**Task statement:**
Pick each line containing the word "FromStr" out of the data below.

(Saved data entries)
- - -
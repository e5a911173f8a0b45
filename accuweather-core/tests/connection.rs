use std::sync::{Arc, Mutex};

use accuweather_core::{
    AccuweatherError, AirQualityPeriod, Connection, ConnectionConfig, Forecast, ForecastHorizon,
    ObservationHorizon, Result, Transport, TransportResponse,
};
use async_trait::async_trait;

const KEY: &str = "0123456789abcdef0123456789abcdef";

/// Serves canned fixtures by URL suffix; anything unknown is a 404.
#[derive(Debug, Default)]
struct FixtureTransport {
    routes: Vec<(&'static str, &'static str)>,
    seen: Mutex<Vec<String>>,
}

impl FixtureTransport {
    fn route(mut self, suffix: &'static str, body: &'static str) -> Self {
        self.routes.push((suffix, body));
        self
    }
}

#[async_trait]
impl Transport for FixtureTransport {
    async fn get(&self, url: &str, _query: &[(&str, String)]) -> Result<TransportResponse> {
        self.seen.lock().unwrap().push(url.to_string());
        let found = self.routes.iter().find(|(suffix, _)| url.ends_with(suffix));
        Ok(match found {
            Some((_, body)) => TransportResponse::new(200, *body),
            None => TransportResponse::new(404, "{}"),
        })
    }
}

fn fixtures() -> Arc<FixtureTransport> {
    let transport = FixtureTransport::default()
        .route(
            "/cities/geoposition/search.json",
            include_str!("fixtures/geoposition.json"),
        )
        .route(
            "/locations/v1/US/search.json",
            include_str!("fixtures/search_ladoga.json"),
        )
        .route(
            "/currentconditions/v1/327019.json",
            include_str!("fixtures/currentconditions.json"),
        )
        .route(
            "/hourly/1hour/327019.json",
            include_str!("fixtures/forecast_1h.json"),
        )
        .route(
            "/daily/5day/327019.json",
            include_str!("fixtures/forecast_daily.json"),
        )
        .route(
            "/observations/327019.json",
            include_str!("fixtures/airquality.json"),
        );
    Arc::new(transport)
}

fn connect(transport: Arc<FixtureTransport>) -> Connection {
    Connection::with_transport(ConnectionConfig::new(KEY), transport).unwrap()
}

#[tokio::test]
async fn locate_then_fetch_current_conditions() {
    let conn = connect(fixtures());

    let heathrow = conn.loc_geoposition(51.4700, -0.4543).await.unwrap();
    assert_eq!(heathrow.key, "327019");
    assert_eq!(heathrow.country.id, "GB");
    assert_eq!(heathrow.administrative_area.level, 2);
    assert!(heathrow.time_zone.is_daylight_saving);
    let change = heathrow.time_zone.next_offset_change.unwrap();
    assert_eq!(change.to_rfc3339(), "2015-10-25T01:00:00+00:00");

    let obs = conn
        .current_conditions((&heathrow).into(), ObservationHorizon::Now, true)
        .await
        .unwrap();
    let (at, now) = obs.observations.first().unwrap();
    assert_eq!(at, "2015-08-13T15:45:00+01:00");
    assert_eq!(now.synopsis, "Partly sunny");
    assert!((now.temperature.fahrenheit() - 66.92).abs() < 1e-9);
}

#[tokio::test]
async fn country_search_keeps_result_order() {
    let conn = connect(fixtures());

    let set = conn.loc_string("Ladoga", Some("US")).await.unwrap();
    assert_eq!(set.len(), 2);
    let keys: Vec<&str> = set.iter().map(|l| l.key.as_str()).collect();
    assert_eq!(keys, ["2152342", "2152343"]);
    assert_eq!(set[0].administrative_area.id, "IN");
    assert!(set[1].time_zone.next_offset_change.is_none());
    assert_eq!(
        set.to_string(),
        "Location result set for the query 'Ladoga' (2 results)"
    );
}

#[tokio::test]
async fn hourly_forecast_maps_units() {
    let conn = connect(fixtures());

    let horizon = ForecastHorizon::Hours1;
    let forecast = conn.forecast(horizon, 327019, true, true).await;
    let Forecast::Hourly(hourly) = forecast.unwrap() else {
        panic!("expected hourly forecast");
    };

    let hour = hourly.forecasts.get("2015-08-13T16:00:00+01:00").unwrap();
    assert_eq!(hour.realfeel_temperature.celsius(), 16.5);
    assert_eq!(hour.total_liquid.mm(), 0.3);
    assert_eq!(hour.ceiling.metres(), 670.0);
    assert_eq!(hour.wind_gust.unwrap().heading(), 248.0);
    assert_eq!(hour.uv_index_text, "Low");
}

#[tokio::test]
async fn daily_forecast_has_headline_and_days() {
    let conn = connect(fixtures());

    let horizon = ForecastHorizon::Days5;
    let forecast = conn.forecast(horizon, 327019, true, true).await;
    let Forecast::Daily(daily) = forecast.unwrap() else {
        panic!("expected daily forecast");
    };

    assert_eq!(daily.headline.category.as_deref(), Some("rain"));
    assert!(daily.headline.end_date.is_some());
    assert_eq!(
        daily.forecasts.keys().collect::<Vec<_>>(),
        ["2015-08-13", "2015-08-14", "2015-08-15"]
    );

    let friday = daily.forecasts.get("2015-08-14").unwrap();
    assert_eq!(friday.temp_max.celsius(), 19.8);
    assert_eq!(friday.day.synopsis, "A couple of showers");
    assert_eq!(friday.night.wind_gust.unwrap().heading(), 225.0);
    assert_ne!(friday.day.id, friday.night.id);

    let json = serde_json::to_value(Forecast::Daily(daily.clone())).unwrap();
    assert_eq!(json["granularity"], "daily");
    assert!(json["forecasts"].get("2015-08-15").is_some());
}

#[tokio::test]
async fn air_quality_lookup_is_case_insensitive() {
    let conn = connect(fixtures());

    let aq = conn
        .air_quality(327019, AirQualityPeriod::Current)
        .await
        .unwrap();
    assert_eq!(aq.len(), 3);
    assert_eq!(aq.get("pm2.5").unwrap().category, "Moderate");
    assert_eq!(aq.get("GRASS").unwrap().band, 1);
}

#[tokio::test]
async fn unknown_route_surfaces_status() {
    let conn = connect(fixtures());

    let err = conn
        .air_quality(327019, AirQualityPeriod::Yesterday)
        .await
        .unwrap_err();
    assert!(matches!(err, AccuweatherError::Api { status: 404 }));
}
//! Endpoint registry: maps logical operation names to URL templates.

use std::{fmt, str::FromStr};

use chrono::NaiveDate;
use serde::{Deserialize, Serialize};

use crate::error::{AccuweatherError, Result};

/// Which AccuWeather host the client talks to.
#[derive(Debug, Clone, Copy, PartialEq, Eq, Hash, Default, Serialize, Deserialize)]
#[serde(rename_all = "lowercase")]
pub enum ApiVariant {
    #[default]
    Development,
    Production,
}

impl ApiVariant {
    pub fn host_prefix(&self) -> &'static str {
        match self {
            ApiVariant::Development => "apidev",
            ApiVariant::Production => "api",
        }
    }

    pub fn base_url(&self) -> String {
        format!("http://{}.accuweather.com/", self.host_prefix())
    }
}

macro_rules! operations {
    ($($variant:ident => $name:literal, $template:literal;)+) => {
        /// Every endpoint the client knows how to reach.
        #[derive(Debug, Clone, Copy, PartialEq, Eq, Hash)]
        pub enum Operation {
            $($variant,)+
        }

        impl Operation {
            pub const fn all() -> &'static [Operation] {
                &[$(Operation::$variant,)+]
            }

            pub fn name(&self) -> &'static str {
                match self {
                    $(Operation::$variant => $name,)+
                }
            }

            /// Path template relative to the API host.
            pub fn template(&self) -> &'static str {
                match self {
                    $(Operation::$variant => $template,)+
                }
            }

            pub fn from_name(name: &str) -> Result<Self> {
                match name {
                    $($name => Ok(Operation::$variant),)+
                    _ => Err(AccuweatherError::UnknownOperation(name.to_string())),
                }
            }
        }
    };
}

operations! {
    LocGeoposition => "loc_geoposition", "locations/v{version}/cities/geoposition/search.json";
    LocIpAddress => "loc_ip_address", "locations/v{version}/cities/ipaddress.json";
    LocSearch => "loc_search", "locations/v{version}/search.json";
    LocSearchCountry => "loc_search_country", "locations/v{version}/{country_code}/search.json";
    LocPostcode => "loc_postcode", "locations/v{version}/postalcodes/{country_code}/search.json";
    LocKey => "loc_lkey", "locations/v{version}/{location_key}.json";
    CurrentConditions => "currentconditions", "currentconditions/v{version}/{location_key}.json";
    CurrentConditions6h => "currentconditions_6", "currentconditions/v{version}/{location_key}/historical.json";
    CurrentConditions24h => "currentconditions_24", "currentconditions/v{version}/{location_key}/historical/24.json";
    Forecast1h => "forecast_1h", "forecasts/v{version}/hourly/1hour/{location_key}.json";
    Forecast12h => "forecast_12h", "forecasts/v{version}/hourly/12hour/{location_key}.json";
    Forecast24h => "forecast_24h", "forecasts/v{version}/hourly/24hour/{location_key}.json";
    Forecast72h => "forecast_72h", "forecasts/v{version}/hourly/72hour/{location_key}.json";
    Forecast120h => "forecast_120h", "forecasts/v{version}/hourly/120hour/{location_key}.json";
    Forecast240h => "forecast_240h", "forecasts/v{version}/hourly/240hour/{location_key}.json";
    Forecast1d => "forecast_1d", "forecasts/v{version}/daily/1day/{location_key}.json";
    Forecast5d => "forecast_5d", "forecasts/v{version}/daily/5day/{location_key}.json";
    Forecast10d => "forecast_10d", "forecasts/v{version}/daily/10day/{location_key}.json";
    Forecast15d => "forecast_15d", "forecasts/v{version}/daily/15day/{location_key}.json";
    Forecast25d => "forecast_25d", "forecasts/v{version}/daily/25day/{location_key}.json";
    Forecast45d => "forecast_45d", "forecasts/v{version}/daily/45day/{location_key}.json";
    AirQualityCurrent => "airquality_current", "airquality/v{version}/observations/{location_key}.json";
    AirQualityYesterday => "airquality_yesterday", "airquality/v{version}/observations/1day/{location_key}.json";
    ClimoActualsDate => "climo_actuals_date", "climo/v{version}/actuals/{date}/{location_key}.json";
    ClimoActualsRange => "climo_actuals_range", "climo/v{version}/actuals/{location_key}.json";
    ClimoRecordsDate => "climo_records_date", "climo/v{version}/records/{date}/{location_key}.json";
    ClimoRecordsRange => "climo_records_range", "climo/v{version}/records/{location_key}.json";
    ClimoNormalsDate => "climo_normals_date", "climo/v{version}/normals/{date}/{location_key}.json";
    ClimoNormalsRange => "climo_normals_range", "climo/v{version}/normals/{location_key}.json";
    ClimoMonthSummary => "climo_month_summary", "climo/v{version}/summary/{year}/{month}/{location_key}.json";
    Alarms1d => "alarms_1d", "alarms/v{version}/1day/{location_key}";
    Alarms5d => "alarms_5d", "alarms/v{version}/5day/{location_key}";
    Alarms10d => "alarms_10d", "alarms/v{version}/10day/{location_key}";
    Alarms15d => "alarms_15d", "alarms/v{version}/15day/{location_key}";
    Alarms25d => "alarms_25d", "alarms/v{version}/25day/{location_key}";
}

impl Operation {
    /// Full URL for this operation with `params` substituted into the template.
    pub fn url(&self, params: &EndpointParams) -> Result<String> {
        let mut url = params.variant.base_url();
        let mut rest = self.template();

        // Templates are static, so every '{' has a matching '}'.
        while let (Some(open), Some(close)) = (rest.find('{'), rest.find('}')) {
            url.push_str(&rest[..open]);
            url.push_str(&self.placeholder(&rest[open + 1..close], params)?);
            rest = &rest[close + 1..];
        }
        url.push_str(rest);

        Ok(url)
    }

    fn placeholder(&self, key: &str, params: &EndpointParams) -> Result<String> {
        let missing = |parameter: &'static str| AccuweatherError::MissingEndpointParameter {
            operation: self.name(),
            parameter,
        };

        match key {
            "version" => Ok(params.version.to_string()),
            "location_key" => params
                .location_key
                .clone()
                .ok_or_else(|| missing("location_key")),
            "country_code" => params
                .country_code
                .clone()
                .ok_or_else(|| missing("country_code")),
            "date" => params
                .date
                .map(|d| d.format("%Y/%m/%d").to_string())
                .ok_or_else(|| missing("date")),
            "year" => params
                .year
                .map(|y| y.to_string())
                .ok_or_else(|| missing("year")),
            "month" => params
                .month
                .map(|m| m.to_string())
                .ok_or_else(|| missing("month")),
            _ => Err(AccuweatherError::UnknownOperation(format!("{}:{{{key}}}", self.name()))),
        }
    }
}

impl fmt::Display for Operation {
    fn fmt(&self, f: &mut fmt::Formatter<'_>) -> fmt::Result {
        f.write_str(self.name())
    }
}

impl FromStr for Operation {
    type Err = AccuweatherError;

    fn from_str(s: &str) -> Result<Self> {
        Operation::from_name(s)
    }
}

/// Values substituted into endpoint templates.
#[derive(Debug, Clone, PartialEq, Eq)]
pub struct EndpointParams {
    pub variant: ApiVariant,
    pub version: u32,
    pub location_key: Option<String>,
    pub country_code: Option<String>,
    pub date: Option<NaiveDate>,
    pub year: Option<i32>,
    pub month: Option<u32>,
}

impl Default for EndpointParams {
    fn default() -> Self {
        Self {
            variant: ApiVariant::default(),
            version: 1,
            location_key: None,
            country_code: None,
            date: None,
            year: None,
            month: None,
        }
    }
}

impl EndpointParams {
    pub fn new(variant: ApiVariant, version: u32) -> Self {
        Self {
            variant,
            version,
            ..Self::default()
        }
    }

    pub fn location_key(mut self, key: impl ToString) -> Self {
        self.location_key = Some(key.to_string());
        self
    }

    pub fn country_code(mut self, code: impl Into<String>) -> Self {
        self.country_code = Some(code.into());
        self
    }

    pub fn date(mut self, date: NaiveDate) -> Self {
        self.date = Some(date);
        self
    }

    pub fn year_month(mut self, year: i32, month: u32) -> Self {
        self.year = Some(year);
        self.month = Some(month);
        self
    }
}

/// Resolve an operation by its wire name and render its URL.
pub fn froot(name: &str, params: &EndpointParams) -> Result<String> {
    Operation::from_name(name)?.url(params)
}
- - -
**Answer below:**
use std::{fmt, str::FromStr};
impl FromStr for Operation {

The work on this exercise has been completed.